Electricity was out for a month. All the water pipes had broken and there was no running water for nearly two months. We had to collect all our water from the river, where we would also bathe waste-deep. During the three years that I´d lived here, the river had never gotten past ankle-depth. We spent a few weeks wondering if we should leave and start our lives somewhere else. We thought and thought, but everywhere we could think of going had something wrong with it. We´d have to drive cars, or get "real" jobs, or live in a city, or face other dangers. In the end, we decided to build a really big wall facing the mountain.

We decided that we´d rather face hurricanes and landslides than leave this place that we built from scratch, with so much love. This is our home. This is where we are.


After giving birth to my son, surviving that night was probably the next most intense experience of my life. I wouldn´t change it for the world. To feel so small, to feel the full force of nature like that, to understand how quickly everything can change - I am grateful for this.


With such present danger, the body knows to switch to survival mode. Our bodies transformed - they got stronger instantly, literally. Hunger, cold, and discomfort were nothing.
There was a happiness in feeling this - in knowing that we can be survival warriors when we have to be. It was liberating and empowering. I guess it´s like what they say about mothers being strong enough to lift a car if it is to save their child's life. It's true. It's amazing.

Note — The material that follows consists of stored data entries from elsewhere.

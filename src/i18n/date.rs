//! Long-form calendar dates per language.
//!
//! Dates are rendered from their calendar fields only; no time zone or clock
//! is consulted.

use crate::i18n::Language;
use chrono::{Datelike, NaiveDate};

const ENGLISH_MONTHS: [&str; 12] = [
    "January",
    "February",
    "March",
    "April",
    "May",
    "June",
    "July",
    "August",
    "September",
    "October",
    "November",
    "December",
];

const NORWEGIAN_MONTHS: [&str; 12] = [
    "januar",
    "februar",
    "mars",
    "april",
    "mai",
    "juni",
    "juli",
    "august",
    "september",
    "oktober",
    "november",
    "desember",
];

/// Render `date` the way `language` writes a long date.
///
/// * English: `January 1st, 2020`
/// * Norwegian: `1. januar 2020`
pub fn format_long_date(date: NaiveDate, language: Language) -> String {
    let month = date.month0() as usize;
    match language {
        Language::English => format!(
            "{} {}{}, {}",
            ENGLISH_MONTHS[month],
            date.day(),
            english_ordinal_suffix(date.day()),
            date.year()
        ),
        Language::Norwegian => {
            format!("{}. {} {}", date.day(), NORWEGIAN_MONTHS[month], date.year())
        }
    }
}

/// 1st, 2nd, 3rd, 4th ... 11th, 12th, 13th ... 21st, 22nd, 23rd ...
fn english_ordinal_suffix(day: u32) -> &'static str {
    if (11..=13).contains(&(day % 100)) {
        return "th";
    }
    match day % 10 {
        1 => "st",
        2 => "nd",
        3 => "rd",
        _ => "th",
    }
}

#[cfg(test)]
mod tests {
    use super::*;

    fn ymd(year: i32, month: u32, day: u32) -> NaiveDate {
        NaiveDate::from_ymd_opt(year, month, day).unwrap()
    }

    // ==================== English Tests ====================

    #[test]
    fn test_english_new_year() {
        assert_eq!(
            format_long_date(ymd(2020, 1, 1), Language::English),
            "January 1st, 2020"
        );
    }

    #[test]
    fn test_english_ordinals() {
        let cases = [
            (1, "1st"),
            (2, "2nd"),
            (3, "3rd"),
            (4, "4th"),
            (11, "11th"),
            (12, "12th"),
            (13, "13th"),
            (21, "21st"),
            (22, "22nd"),
            (23, "23rd"),
            (30, "30th"),
            (31, "31st"),
        ];
        for (day, expected) in cases {
            let rendered = format_long_date(ymd(2021, 3, day), Language::English);
            assert_eq!(rendered, format!("March {}, 2021", expected));
        }
    }

    #[test]
    fn test_english_december() {
        assert_eq!(
            format_long_date(ymd(1999, 12, 24), Language::English),
            "December 24th, 1999"
        );
    }

    // ==================== Norwegian Tests ====================

    #[test]
    fn test_norwegian_new_year() {
        assert_eq!(
            format_long_date(ymd(2020, 1, 1), Language::Norwegian),
            "1. januar 2020"
        );
    }

    #[test]
    fn test_norwegian_lowercase_months() {
        assert_eq!(
            format_long_date(ymd(2022, 5, 17), Language::Norwegian),
            "17. mai 2022"
        );
        assert_eq!(
            format_long_date(ymd(2022, 12, 31), Language::Norwegian),
            "31. desember 2022"
        );
    }

    // ==================== Table Tests ====================

    #[test]
    fn test_every_month_has_a_name() {
        for month in 1..=12 {
            let date = ymd(2020, month, 1);
            for language in Language::ALL {
                let rendered = format_long_date(date, language);
                assert!(rendered.contains("2020"));
            }
        }
        assert!(ENGLISH_MONTHS.iter().all(|m| !m.is_empty()));
        assert!(NORWEGIAN_MONTHS.iter().all(|m| !m.is_empty()));
    }
}
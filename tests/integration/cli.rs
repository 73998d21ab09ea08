//! The `kiln` binary.

use assert_cmd::Command;
use kiln_cli::git::is_git_installed;
use kiln_cli::test_utils::bare_repository;
use predicates::prelude::*;
use serde_json::json;
use std::fs;
use tempfile::TempDir;

fn kiln(temp: &TempDir) -> Command {
    let mut cmd = Command::cargo_bin("kiln").unwrap();
    cmd.current_dir(temp.path())
        .env("KILN_CONFIG", temp.path().join("kiln-config.toml"))
        .env("KILN_NO_PROGRESS", "1")
        .env_remove("RUST_LOG")
        .env_remove("KILN_REGISTRY_URL");
    cmd
}

#[test]
fn test_no_arguments_is_a_no_op() {
    let temp = TempDir::new().unwrap();
    kiln(&temp).assert().success().stderr(predicate::str::contains("Nothing to build"));
}

#[test]
fn test_source_without_config_is_a_no_op() {
    let temp = TempDir::new().unwrap();
    kiln(&temp).arg("widgets").assert().success();
}

#[test]
fn test_malformed_config_fails() {
    let temp = TempDir::new().unwrap();
    fs::write(temp.path().join("site.json"), "{ \"name\": ").unwrap();

    kiln(&temp)
        .args(["widgets", "site.json"])
        .assert()
        .failure()
        .code(1)
        .stderr(predicate::str::contains("Invalid build configuration"));
}

#[test]
fn test_missing_config_file_fails() {
    let temp = TempDir::new().unwrap();

    kiln(&temp)
        .args(["widgets", "absent.json"])
        .assert()
        .failure()
        .code(1)
        .stderr(predicate::str::contains("absent.json"));
}

#[test]
fn test_unreachable_registry_fails_and_leaves_no_output() {
    let temp = TempDir::new().unwrap();
    fs::write(temp.path().join("site.json"), "{}").unwrap();

    kiln(&temp)
        .env("KILN_IDENTITY", "dev@kiln.example")
        .env("KILN_SECRET", "hunter2")
        .args(["--registry", "http://127.0.0.1:9", "-o", "dist", "widgets", "site.json"])
        .assert()
        .failure()
        .code(1)
        .stderr(predicate::str::contains("Network error"));

    assert!(!temp.path().join("dist").exists());
}

#[cfg(unix)]
#[test]
fn test_relative_output_dir_receives_outputs_and_script_writes() {
    if !is_git_installed() {
        return;
    }
    let temp = TempDir::new().unwrap();
    let url = bare_repository(
        &temp.path().join("repos"),
        "site",
        &json!({
            "files": [{"from": "a.txt", "to": "a.txt", "method": "copy"}],
            "scripts": ["stamp.sh"]
        }),
        &[
            ("a.txt", b"copied".as_slice()),
            ("stamp.sh", b"echo stamped > \"$KILN_DEST_DIR/stamped.txt\"\n".as_slice()),
        ],
    )
    .unwrap();
    fs::write(temp.path().join("site.json"), "{}").unwrap();
    fs::create_dir(temp.path().join("dist")).unwrap();

    kiln(&temp).args(["-o", "dist", url.as_str(), "site.json"]).assert().success();

    let dist = temp.path().join("dist");
    assert_eq!(fs::read_to_string(dist.join("a.txt")).unwrap(), "copied");
    assert_eq!(fs::read_to_string(dist.join("stamped.txt")).unwrap(), "stamped\n");
}

#[test]
fn test_conflicting_verbosity_flags_are_rejected() {
    let temp = TempDir::new().unwrap();
    kiln(&temp).args(["--verbose", "--quiet"]).assert().failure();
}

#[test]
fn test_help_lists_options() {
    let temp = TempDir::new().unwrap();
    kiln(&temp)
        .arg("--help")
        .assert()
        .success()
        .stdout(predicate::str::contains("--max-parallel"))
        .stdout(predicate::str::contains("--registry"));
}
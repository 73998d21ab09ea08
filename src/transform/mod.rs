//! File transforms.
//!
//! Every mapping declared in a package's `files` list is applied concurrently:
//! `render` mappings are read as text, rendered with the build configuration and
//! written out; `copy` mappings are reproduced byte for byte. At most
//! `max_parallel` transforms are in flight at once.
//!
//! The stage is done only once the number of completed transforms equals the
//! number of declared mappings. The first failure aborts the stage; outputs that
//! were already written stay on disk.

use anyhow::{Result, bail};
use futures::stream::{self, StreamExt};
use std::path::Path;
use std::sync::atomic::{AtomicUsize, Ordering};
use tokio_util::sync::CancellationToken;

use crate::config::BuildConfig;
use crate::core::cancellable;
use crate::definition::{FileMapping, ResolvedMapping, TransformMethod};
use crate::templating::TemplateRenderer;
use crate::utils::fs::{read_file, read_text_file, write_file};
use crate::utils::progress::CompletionCounter;
use crate::workspace::WorkingTree;

/// Outcome of one completed transform.
#[derive(Debug, Clone, Copy, PartialEq, Eq)]
struct Completed {
    method: TransformMethod,
    bytes: u64,
}

/// Totals for a finished transform stage.
#[derive(Debug, Clone, Copy, Default, PartialEq, Eq)]
pub struct TransformSummary {
    /// Render mappings completed
    pub rendered: usize,
    /// Copy mappings completed
    pub copied: usize,
    /// Bytes written across all outputs
    pub bytes_written: u64,
    /// Most transforms observed running at the same time
    pub peak_in_flight: usize,
}

impl TransformSummary {
    /// Total completed transforms.
    #[must_use]
    pub const fn completed(&self) -> usize {
        self.rendered + self.copied
    }

    fn record(&mut self, completed: Completed) {
        match completed.method {
            TransformMethod::Render => self.rendered += 1,
            TransformMethod::Copy => self.copied += 1,
        }
        self.bytes_written += completed.bytes;
    }
}

/// Tracks how many transforms are running.
#[derive(Debug, Default)]
struct InFlight {
    current: AtomicUsize,
    peak: AtomicUsize,
}

impl InFlight {
    fn enter(&self) -> InFlightSlot<'_> {
        let now = self.current.fetch_add(1, Ordering::SeqCst) + 1;
        self.peak.fetch_max(now, Ordering::SeqCst);
        InFlightSlot {
            in_flight: self,
        }
    }

    fn peak(&self) -> usize {
        self.peak.load(Ordering::SeqCst)
    }
}

/// Held for the duration of one transform.
struct InFlightSlot<'a> {
    in_flight: &'a InFlight,
}

impl Drop for InFlightSlot<'_> {
    fn drop(&mut self) {
        self.in_flight.current.fetch_sub(1, Ordering::SeqCst);
    }
}

/// Applies file mappings with bounded concurrency.
#[derive(Debug, Clone)]
pub struct FileTransformPipeline {
    max_parallel: usize,
    renderer: TemplateRenderer,
    show_progress: bool,
}

impl FileTransformPipeline {
    /// Pipeline running at most `max_parallel` transforms at once (minimum one).
    #[must_use]
    pub fn new(max_parallel: usize) -> Self {
        Self {
            max_parallel: max_parallel.max(1),
            renderer: TemplateRenderer::new(),
            show_progress: false,
        }
    }

    /// Draw a progress bar while transforms run.
    #[must_use]
    pub const fn with_progress(mut self, show_progress: bool) -> Self {
        self.show_progress = show_progress;
        self
    }

    /// The concurrency cap.
    #[must_use]
    pub const fn max_parallel(&self) -> usize {
        self.max_parallel
    }

    /// Apply `mappings` from `tree`'s source directory into `output_dir`.
    pub async fn apply(
        &self,
        mappings: &[FileMapping],
        tree: &WorkingTree,
        output_dir: &Path,
        config: &BuildConfig,
        cancel: &CancellationToken,
    ) -> Result<TransformSummary> {
        if mappings.is_empty() {
            tracing::debug!(target: "transform", "No files to transform");
            return Ok(TransformSummary::default());
        }

        let source_dir = tree.source_dir();
        let resolved: Vec<ResolvedMapping> =
            mappings.iter().map(|mapping| mapping.resolve(&source_dir, output_dir)).collect();

        let counter = CompletionCounter::new(resolved.len(), self.show_progress);
        counter.set_prefix("Transforming");
        tracing::debug!(
            target: "transform",
            "Transforming {} files with up to {} in flight",
            resolved.len(),
            self.max_parallel
        );

        let in_flight = InFlight::default();
        let transforms: Vec<_> = resolved
            .iter()
            .map(|mapping| cancellable(cancel, self.transform(mapping, config, &in_flight)))
            .collect();
        let mut results = stream::iter(transforms).buffer_unordered(self.max_parallel);

        let mut summary = TransformSummary::default();
        while let Some(result) = results.next().await {
            match result {
                Ok(completed) => {
                    summary.record(completed);
                    counter.increment();
                }
                Err(error) => {
                    counter.abandon();
                    return Err(error);
                }
            }
        }

        if !counter.is_complete() || summary.completed() != mappings.len() {
            counter.abandon();
            bail!(
                "Transform stage finished with {} of {} files completed",
                counter.current(),
                mappings.len()
            );
        }
        counter.finish();
        summary.peak_in_flight = in_flight.peak();

        tracing::info!(
            target: "transform",
            "Transformed {} files ({} rendered, {} copied, at most {} at once)",
            summary.completed(),
            summary.rendered,
            summary.copied,
            summary.peak_in_flight
        );
        Ok(summary)
    }

    async fn transform(
        &self,
        mapping: &ResolvedMapping,
        config: &BuildConfig,
        in_flight: &InFlight,
    ) -> Result<Completed> {
        let _slot = in_flight.enter();
        let bytes = match mapping.method {
            TransformMethod::Render => {
                let template = read_text_file(&mapping.source).await?;
                let rendered = self.renderer.render(&template, config, &mapping.source)?;
                write_file(&mapping.destination, &rendered).await?;
                rendered.len() as u64
            }
            TransformMethod::Copy => {
                let contents = read_file(&mapping.source).await?;
                write_file(&mapping.destination, &contents).await?;
                contents.len() as u64
            }
        };

        tracing::debug!(
            target: "transform",
            "{} {} -> {}",
            mapping.method,
            mapping.source.display(),
            mapping.destination.display()
        );
        Ok(Completed {
            method: mapping.method,
            bytes,
        })
    }
}
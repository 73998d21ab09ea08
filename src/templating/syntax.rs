//! Translation of `<% %>` templates into Tera source.

use std::fmt;

use super::filters::ESCAPE_FILTER;

const OPEN: &str = "<%";
const CLOSE: &str = "%>";

/// Tera delimiters that must not be interpreted when they appear in literal text.
const TERA_DELIMITERS: [&str; 3] = ["{{", "{%", "{#"];

/// A template that could not be translated.
#[derive(Debug, Clone, PartialEq, Eq)]
pub struct SyntaxError {
    /// Byte offset of the offending tag
    pub offset: usize,
    /// What is wrong with it
    pub message: String,
}

impl fmt::Display for SyntaxError {
    fn fmt(&self, f: &mut fmt::Formatter<'_>) -> fmt::Result {
        write!(f, "{} at byte {}", self.message, self.offset)
    }
}

impl std::error::Error for SyntaxError {}

#[derive(Debug, Clone, Copy, PartialEq, Eq)]
enum TagKind {
    Escaped,
    Unescaped,
    Statement,
    Comment,
}

/// Rewrite `template` into equivalent Tera source.
pub fn translate(template: &str) -> Result<String, SyntaxError> {
    let mut output = String::with_capacity(template.len() + 16);
    let mut literal = String::new();
    let mut rest = template;

    while let Some(start) = rest.find(OPEN) {
        literal.push_str(&rest[..start]);
        let tag_offset = template.len() - rest.len() + start;
        let after = &rest[start + OPEN.len()..];

        // `<%%` escapes the opening delimiter
        if let Some(escaped) = after.strip_prefix('%') {
            literal.push_str(OPEN);
            rest = escaped;
            continue;
        }

        let (kind, body) = match after.chars().next() {
            Some('=') => (TagKind::Escaped, &after[1..]),
            Some('-') => (TagKind::Unescaped, &after[1..]),
            Some('#') => (TagKind::Comment, &after[1..]),
            _ => (TagKind::Statement, after),
        };
        let end = body.find(CLOSE).ok_or_else(|| SyntaxError {
            offset: tag_offset,
            message: "unclosed '<%' tag".to_string(),
        })?;

        push_literal(&mut output, &literal);
        literal.clear();

        let (expression, trim_after) = match body[..end].trim().strip_suffix('-') {
            Some(trimmed) => (trimmed.trim(), true),
            None => (body[..end].trim(), false),
        };
        if expression.is_empty() && kind != TagKind::Comment {
            return Err(SyntaxError {
                offset: tag_offset,
                message: "empty tag".to_string(),
            });
        }

        let trim = if trim_after { "-" } else { "" };
        match kind {
            TagKind::Escaped => {
                output.push_str(&format!("{{{{ {expression} | {ESCAPE_FILTER} {trim}}}}}"));
            }
            TagKind::Unescaped => output.push_str(&format!("{{{{ {expression} {trim}}}}}")),
            TagKind::Statement => output.push_str(&format!("{{% {expression} {trim}%}}")),
            TagKind::Comment => {}
        }

        rest = &body[end + CLOSE.len()..];
    }

    literal.push_str(rest);
    push_literal(&mut output, &literal);
    Ok(output)
}

/// Emit literal text so Tera reproduces it unchanged.
fn push_literal(output: &mut String, literal: &str) {
    if literal.is_empty() {
        return;
    }
    if !TERA_DELIMITERS.iter().any(|delimiter| literal.contains(delimiter)) {
        output.push_str(literal);
        return;
    }

    // Inside a raw block only the closing tag itself is special; split around it.
    for (index, piece) in literal.split("{% endraw %}").enumerate() {
        if index > 0 {
            output.push_str("{{ \"{% endraw %}\" }}");
        }
        if !piece.is_empty() {
            output.push_str("{% raw %}");
            output.push_str(piece);
            output.push_str("{% endraw %}");
        }
    }
}
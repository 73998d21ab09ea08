//! File system helpers.
//!
//! Failures are reported as [`KilnError::FileSystemError`] carrying the
//! operation and path, so a failed transform names the file it tripped over.

use anyhow::Result;
use std::path::Path;

use crate::core::KilnError;

/// Create the parent directory of `path` if it does not exist.
pub async fn ensure_parent_dir(path: &Path) -> Result<()> {
    if let Some(parent) = path.parent() {
        if !parent.as_os_str().is_empty() {
            tokio::fs::create_dir_all(parent)
                .await
                .map_err(|e| KilnError::fs("create directory", parent, &e))?;
        }
    }
    Ok(())
}

/// Write `contents` to `path`, creating parent directories first.
pub async fn write_file(path: &Path, contents: impl AsRef<[u8]>) -> Result<()> {
    ensure_parent_dir(path).await?;
    tokio::fs::write(path, contents).await.map_err(|e| KilnError::fs("write", path, &e))?;
    Ok(())
}

/// Read `path` as bytes.
pub async fn read_file(path: &Path) -> Result<Vec<u8>> {
    Ok(tokio::fs::read(path).await.map_err(|e| KilnError::fs("read", path, &e))?)
}

/// Read `path` as UTF-8 text.
pub async fn read_text_file(path: &Path) -> Result<String> {
    Ok(tokio::fs::read_to_string(path).await.map_err(|e| KilnError::fs("read", path, &e))?)
}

The world, the rain, life will never be the same after Stan. After our rescue, we were told that there was nothing left in the valley, that nothing could still be standing. For about 12 hours, I was sure that the river had taken our home and that we had lost everything - everything but our lives, and that was more than okay.
Our buildings were still standing. Our yard and gardens were destroyed, but our houses were fine. Nevertheless, the effects of those 12 hours of thinking that we´d lost it all were not erased and we will probably never feel the same way about a house again. We detached from our physical belongings. We now know that nothing is set, guaranteed or certain and that home is being together, no matter where we're standing.